Enric Cortes of the National Oceanic and Atmospheric Administration's Shark Population Assessment Group in Panama City, Fla., agreed this is the first direct evidence of a connection between African and Australian white sharks.


Using satellites to track sharks is new technology that may provide new perspective on their movements, he said.


Peter Klimley, a shark expert at the University of California, Davis, called a trip of that length "amazing." He said there have been genetic indications that these two shark groups might be connected, "but that's not the same as showing actual movement."


Bonfil, of the Bronx, N.Y.-based Wildlife Conservation Society, said he "suspected that these sharks could be doing these kinds of travels ... but there was previously no proof of this. Everybody thought they were mostly coastal in behavior."


A satellite tracking device temporarily attached to Nicole documented her 99-day swim from South Africa to Australia. About six months later, she was identified from photos back off the coast of South Africa.


Some 24 other white sharks tagged off South Africa engaged in wide-ranging coastal migration, but only Nicole headed out to sea. Nonetheless, Bonfil said, "I don't think we got one in a million."


Nicole was tagged in November 2003 with a device that reports her position. The researchers said the shark was renamed Nicole in honor of Australian actress Nicole Kidman.


Block's group tagged 48 salmon sharks in Alaskan coastal waters and tracked them by satellite from 2002 to 2004.


They found some sharks remained in the North Pacific all year, eating salmon in summer and herring in winter, while others swam south to Hawaii or Baja California in winter. As they swam south, they dove deeper into cooler waters, the researchers found.


"The shark heart slows down in the cold, just as our own heart would," Block said. "But ... where our heart would simply stop, the salmon shark keeps on ticking."


The researchers found the hearts had high concentrations of proteins that control uptake of calcium ions, which help maintain the heart's rhythmic contractions.


It was the first time that has been seen in sharks, but Block reported similar proteins in the hearts of giant bluefin tuna last year.

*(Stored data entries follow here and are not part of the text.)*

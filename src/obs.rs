//! Spans and counters emitted by the verifier, authorizer, and tool wrapper.
//!
//! # Feature Flags
//!
//! - `tracing` (default) opens a `delegated_auth.flow` span per operation carrying the `flow` and
//!   `stage` fields.
//! - `metrics` increments `delegated_auth_flow_total`, labeled by `flow` and `outcome`.

mod metrics;
mod tracing;

pub use metrics::*;
pub use tracing::*;

// self
use crate::_prelude::*;

/// Operations observed by the bridge.
#[derive(Clone, Copy, Debug, PartialEq, Eq, Hash)]
pub enum FlowKind {
	/// Inbound bearer token verification.
	Verify,
	/// Access token lookup for a (principal, service) pair.
	GetToken,
	/// Refresh token grant.
	Refresh,
	/// Authorization code redemption after the consent redirect.
	CompleteConsent,
	/// Credentialed tool invocation.
	ToolCall,
}
impl FlowKind {
	/// Stable label for span and metric fields.
	pub const fn as_str(self) -> &'static str {
		match self {
			FlowKind::Verify => "verify",
			FlowKind::GetToken => "get_token",
			FlowKind::Refresh => "refresh",
			FlowKind::CompleteConsent => "complete_consent",
			FlowKind::ToolCall => "tool_call",
		}
	}
}
impl Display for FlowKind {
	fn fmt(&self, f: &mut Formatter) -> FmtResult {
		f.write_str(self.as_str())
	}
}

/// Outcome labels recorded per operation.
#[derive(Clone, Copy, Debug, PartialEq, Eq, Hash)]
pub enum FlowOutcome {
	/// Operation entered.
	Attempt,
	/// Operation completed.
	Success,
	/// Operation ended by asking the user for consent.
	ConsentRequired,
	/// Error returned to the caller.
	Failure,
}
impl FlowOutcome {
	/// Stable label for span and metric fields.
	pub const fn as_str(self) -> &'static str {
		match self {
			FlowOutcome::Attempt => "attempt",
			FlowOutcome::Success => "success",
			FlowOutcome::ConsentRequired => "consent_required",
			FlowOutcome::Failure => "failure",
		}
	}
}
impl Display for FlowOutcome {
	fn fmt(&self, f: &mut Formatter) -> FmtResult {
		f.write_str(self.as_str())
	}
}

"The sharks are expressing mammalian levels of these cardiac proteins, which is highly unusual for a gill-breathing shark," she said.


Could there be human applications?


"We could potentially recommend that, when subject to cold stress, stimulation of these pathways with drugs may have potential benefit for getting the heart going and delivering its oxygen," she said.


Funding for the Nicole study came from conservation groups and the South African government, while the salmon shark research was funded by the U.S. Office of Naval Research, National Science Foundation and private foundations.